The firm’s eighth annual Asia Pacific M&A Review found cause to be optimistic about M&A prospects in the region in 2021, including the massive levels of dry powder in the region’s private equity funds and the emergence of global and regional special purpose acquisition companies (SPACs) that are actively seeking market and pre-IPO targets.

Herbert Smith Freehills partner Jason Sung said, “The region’s private equity and venture capital dry powder reached a record level of more than US$476 billion as of November 2020, representing 25% of the global total, and new capital is already being raised in the region this year. This represents strong anticipated pent up demand, which we expect will drive deal activity in 2021.

“We also expect Asia Pacific exits to increase significantly in 2021, with investors seeking to monetise their investments through multiple channels. A key theme that we see emerging is an increasing number of private equity secondaries. This is a relatively new trend in Southeast Asia, but has been prevalent in North Asia and Australia for some time.

 “A proliferation of US-based SPACs entered the region in the first months of 2021, including some focused specifically on Southeast Asia. With more and more Asian countries accepting these structures, SPACs are set to become a notable feature of the M&A landscape in Asia Pacific.”

The report found that confidence in boardrooms around the region has also been buoyed by the healthy level of activity witnessed in the second half of 2020 and the promising start to 2021.

Herbert Smith Freehills partner Tony Damian said, “Dealmaking across Asia Pacific took a ‘wait-and-see’ approach early in 2020, but rebounded in the second half as buyers, sellers, financiers and regulators grew comfortable with the new pandemic normal.

“The acceptance of virtual due diligence and remote transactions saw existing deals restart and complete, and new deals to begin despite hastily-enhanced FDI oversight and restrictions.

“The strength of Asian companies and funds’ cash balances allowed them to move more nimbly and to weather the pandemic storm. Companies and fund investors alike took advantage of lower valuations during the second half of the year, with cheaper terms tempting public deals, share buybacks and privatisations.”

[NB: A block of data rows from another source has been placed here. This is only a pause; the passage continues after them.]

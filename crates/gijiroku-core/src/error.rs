use thiserror::Error;

#[derive(Debug, Error)]
pub enum ConfigError {
    #[error("failed to read config file: {0}")]
    FileRead(#[from] std::io::Error),

    #[error("failed to parse TOML: {0}")]
    TomlParse(#[from] toml::de::Error),

    #[error("environment variable not found: {0}")]
    EnvVarNotFound(String),

    #[error("invalid config value: {0}")]
    InvalidValue(String),
}

/// Secret retrieval failures abort the whole invocation before any record
/// is touched; credentials are invocation-wide, not per-record.
#[derive(Debug, Error)]
pub enum CredentialError {
    #[error("secret not found: {0}")]
    NotFound(String),

    #[error("failed to retrieve secret: {0}")]
    RetrievalFailed(String),

    #[error("secret has no usable api key: {0}")]
    UnusableShape(String),
}

#[derive(Debug, Error)]
pub enum StorageError {
    #[error("object not found: {0}")]
    ObjectNotFound(String),

    #[error("failed to read object: {0}")]
    ReadFailed(String),

    #[error("failed to write object: {0}")]
    WriteFailed(String),
}

#[derive(Debug, Error)]
pub enum EngineError {
    #[error("failed to read input file: {0}")]
    InputRead(#[from] std::io::Error),

    #[error("engine request failed: {0}")]
    RequestFailed(String),

    #[error("engine API error: {0}")]
    ApiError(String),

    #[error("engine returned an invalid response: {0}")]
    InvalidResponse(String),
}

/// Notification failures are recovered locally and logged as warnings;
/// they never escalate to the record or the invocation.
#[derive(Debug, Error)]
pub enum NotifyError {
    #[error("notifier initialization failed: {0}")]
    InitializationFailed(String),

    #[error("failed to publish notification: {0}")]
    PublishFailed(String),
}

/// Per-record failure during stage processing. The first record that fails
/// aborts the batch; artifacts written for earlier records remain.
#[derive(Debug, Error)]
pub enum StageError {
    #[error(transparent)]
    Credential(#[from] CredentialError),

    #[error(transparent)]
    Storage(#[from] StorageError),

    #[error(transparent)]
    Engine(#[from] EngineError),

    #[error("failed to serialize document: {0}")]
    Serialize(#[from] serde_json::Error),

    #[error("scratch file error: {0}")]
    Scratch(#[from] std::io::Error),
}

“That deal momentum has carried over into 2021 and there remains a deep pipeline of M&A opportunities across of the region.”

The report highlights that 2020’s hot sectors will remain in the spotlight this year, with technology in all forms remaining at the forefront of deal activity.

Mr Damian said, “In 2020, digitalisation, e-operations and new tech plays in every sector benefitted as lockdown and quarantine accelerated e-restructuring. In the consumer sector, the focus swung to e-commerce and e-logistics; in healthcare to meditech and e-medicine; and in financial services to fintech, e-payments and e-banking.

“As we move through 2021, businesses with technology, e-commerce and logistics opportunities, as well as pharmaceuticals, biotech and e-health, will be prized targets for acquisition, investment, sector consolidation or public listings.

“I also believe that we’ll see the digital platforms and technologies that have emerged strongly from the pandemic undertake even more M&A activity to achieve new economies of scale and to target new markets.

“Conversely, I expect to see restructuring increasing in those sectors affected most by the pandemic, including anything touched by travel, tourism, commercial and retail real estate, and more traditional bricks-and-mortar consumer businesses.”

Despite expectations of a prosperous year ahead, the report details that there are still challenges for the region.

“The pandemic was not the only headwind guiding deals in 2020, as geopolitics, climate change strategies and regulatory and legislative shifts affected sectoral and country deal profiles, which are expected to continue in 2021,” said Mr Sung.

“While there are opportunities to be had, the complex multitrack deal environment will persist across the region as 2021 progresses. Pandemic and vaccination progress will vary recovery across borders, while each country’s individual economic and legislative response to the pandemic will dictate activity and opportunities. The geopolitical uncertainties also remain, with the potential to affect trade and investment without warning.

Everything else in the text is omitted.